Jimmy and Kim are married now, but they have what is described as a nontraditional TV romance. As in, not a lot of physical contact.

Odenkirk: If I was to sit in your house and watch you and your husband, would I see a lot of making out going on?

Well, the show of me and my husband has not been greenlighted yet. And TV tends to be a heightened reality.

Odenkirk: The show is not about how much sex they have. It's about other aspects of their personality. But I'll grant you that they do seem like colleagues more than anything.

Seehorn: I have people talk to me about how real the relationship looks. That that has to do with being able to sit silently while they eat takeout food or watch TV. There is a realness to them.

Odenkirk: Kim once asked Jimmy to go to a therapist, and he said he would. Then later, he just looks at her and says, "I don't think this is what will work for me." She says, "I understand." I said to [co-showrunner] Peter [Gould], "Holy ...! That's a relationship that can last."

Seehorn: I'm incredibly thankful, especially as a woman in this business, that this relationship is about so many more interesting things than [physicality]. There's an episode where you see partial nudity, and [Jimmy] says, "I have to tell you something." The intimacy of that scene has nothing to do with how many clothes they finally took off.
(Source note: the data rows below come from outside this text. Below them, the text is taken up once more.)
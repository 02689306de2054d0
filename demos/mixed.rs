use std::io::Write;

use symdiff::{x, Differentiable, Term};

fn main() {
    let all = build_model();
    let derived = all.derivative();
    let mut file = std::io::BufWriter::new(std::fs::File::create("data.csv").unwrap());
    for i in -40..=40 {
        let x = i as f64 / 20. * std::f64::consts::PI;
        writeln!(file, "{x}, {}, {}", all.value(x).unwrap(), derived.value(x).unwrap()).unwrap();
    }
    println!("f(x) = {all}");
    println!("f'(x) = {derived}");
}

fn build_model() -> Term {
    let sin_a = x().sin();
    let b = x() * 5.;
    let sin_b = b.sin();
    let c_sin_b = 0.2 * &sin_b;
    &sin_a + &c_sin_b
}
use std::thread;

use symdiff::{linear, x, Differentiable, Term};

#[test]
fn diamond() {
    let a = linear(1., 1.);
    let b = linear(3., 0.);
    let c = linear(5., 0.);
    let ab = &a + &b;
    let ac = &a + &c;
    let abac = &ab + &ac;

    println!("abac: {abac}");
    assert_eq!(abac.value(1.).unwrap(), 12.);
    assert_eq!(abac.derivative_at(1.).unwrap(), 10.);
    // a is reachable through both branches but stored once
    assert_eq!(abac.node_count(), 6);
    assert_eq!(a.to_string(), "(x + 1)");
}

#[test]
fn operands_are_not_mutated() {
    let f = x().sin();
    let before = f.to_string();
    let g = &f * 2. + &f / 3.;
    let _ = g.derivative().derivative();
    assert_eq!(f.to_string(), before);
    assert_eq!(f.value(0.).unwrap(), 0.);
}

#[test]
fn evaluate_from_threads() {
    let f: Term = x().sin() * x().cos();
    let df = f.derivative();
    let handles: Vec<_> = (0..4)
        .map(|i| {
            let df = df.clone();
            thread::spawn(move || df.value(i as f64 * 0.25).unwrap())
        })
        .collect();
    for (i, handle) in handles.into_iter().enumerate() {
        let x = i as f64 * 0.25;
        let expected = (2. * x).cos();
        assert!((handle.join().unwrap() - expected).abs() < 1e-12);
    }
}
That resonates with people.

If either of you were in need of legal help in real life, would you hire Jimmy or Kim?

Seehorn: I would hire Kim Wexler for sure. But I'd want to get a drink with both of them.

Odenkirk: I wouldn't go near Jimmy or Saul. I'd smell him from across the room. I would know he's a shifty dude, and I don't believe people like that. I don't vote for them for high office, and I don't go near them.